(Saved entries)
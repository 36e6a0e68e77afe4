//! Timer continuations delivered back into the event loop.
//!
//! Delays never block the loop: a timer task sleeps and then sends its
//! [`Event`] through the loop's continuation channel. Dropping the returned
//! [`TimerHandle`] cancels the timer.

use std::time::Duration;

use tokio::sync::mpsc;
use tokio::task::JoinHandle;
use tokio::time::{Instant, MissedTickBehavior};

use crate::event::Event;

/// Owned handle to a pending or periodic timer. Aborts the timer on drop.
#[derive(Debug)]
pub struct TimerHandle {
    task: JoinHandle<()>,
}

impl TimerHandle {
    /// Whether the timer has fired (one-shot) or been cancelled.
    #[must_use]
    pub fn is_finished(&self) -> bool {
        self.task.is_finished()
    }
}

impl Drop for TimerHandle {
    fn drop(&mut self) {
        self.task.abort();
    }
}

/// Schedules continuations on the event loop's channel.
#[derive(Debug, Clone)]
pub struct Timers {
    tx: mpsc::UnboundedSender<Event>,
}

impl Timers {
    /// Create a scheduler and the receiving end the event loop listens on.
    #[must_use]
    pub fn channel() -> (Self, mpsc::UnboundedReceiver<Event>) {
        let (tx, rx) = mpsc::unbounded_channel();
        (Self { tx }, rx)
    }

    /// Deliver `event` once, after `delay`.
    #[must_use]
    pub fn after(&self, delay: Duration, event: Event) -> TimerHandle {
        let tx = self.tx.clone();
        let task = tokio::spawn(async move {
            tokio::time::sleep(delay).await;
            let _ = tx.send(event);
        });
        TimerHandle { task }
    }

    /// Deliver `event` now and then every `period`.
    ///
    /// Ticks are anchored on the intended fire times; a late tick does not
    /// shift the following ones and missed ticks are skipped.
    #[must_use]
    pub fn every(&self, period: Duration, event: Event) -> TimerHandle {
        let tx = self.tx.clone();
        let task = tokio::spawn(async move {
            let mut interval = tokio::time::interval_at(Instant::now(), period);
            interval.set_missed_tick_behavior(MissedTickBehavior::Skip);
            loop {
                interval.tick().await;
                if tx.send(event.clone()).is_err() {
                    break;
                }
            }
        });
        TimerHandle { task }
    }
}
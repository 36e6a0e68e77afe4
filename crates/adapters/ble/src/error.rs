//! BLE adapter error types.

use std::time::Duration;

use sensortag_domain::error::{NotFoundError, SensorTagError};

/// Errors specific to the BLE adapter.
#[derive(Debug, thiserror::Error)]
pub enum BleError {
    /// No BLE adapter found on the host.
    #[error("no BLE adapter available")]
    NotAvailable,

    /// A btleplug operation failed.
    #[error("BLE transport error")]
    Transport(#[from] btleplug::Error),

    /// An object path that does not match any known adapter, device or
    /// characteristic.
    #[error("unknown BLE object {0}")]
    UnknownObject(String),

    /// The operation has no equivalent on this backend.
    #[error("{0} is not supported by the BLE backend")]
    Unsupported(&'static str),

    /// A radio operation did not complete in time.
    #[error("{operation} timed out after {timeout:?}")]
    Timeout {
        operation: &'static str,
        timeout: Duration,
    },
}

impl From<BleError> for SensorTagError {
    fn from(err: BleError) -> Self {
        match err {
            BleError::UnknownObject(id) => Self::NotFound(NotFoundError { kind: "object", id }),
            other => Self::Transport(Box::new(other)),
        }
    }
}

EXERCISE INSTRUCTIONS:
Your answer must be a single number: the count of lines in the data that contain the string "backend".

OUTPUT FOR THIS TASK:
2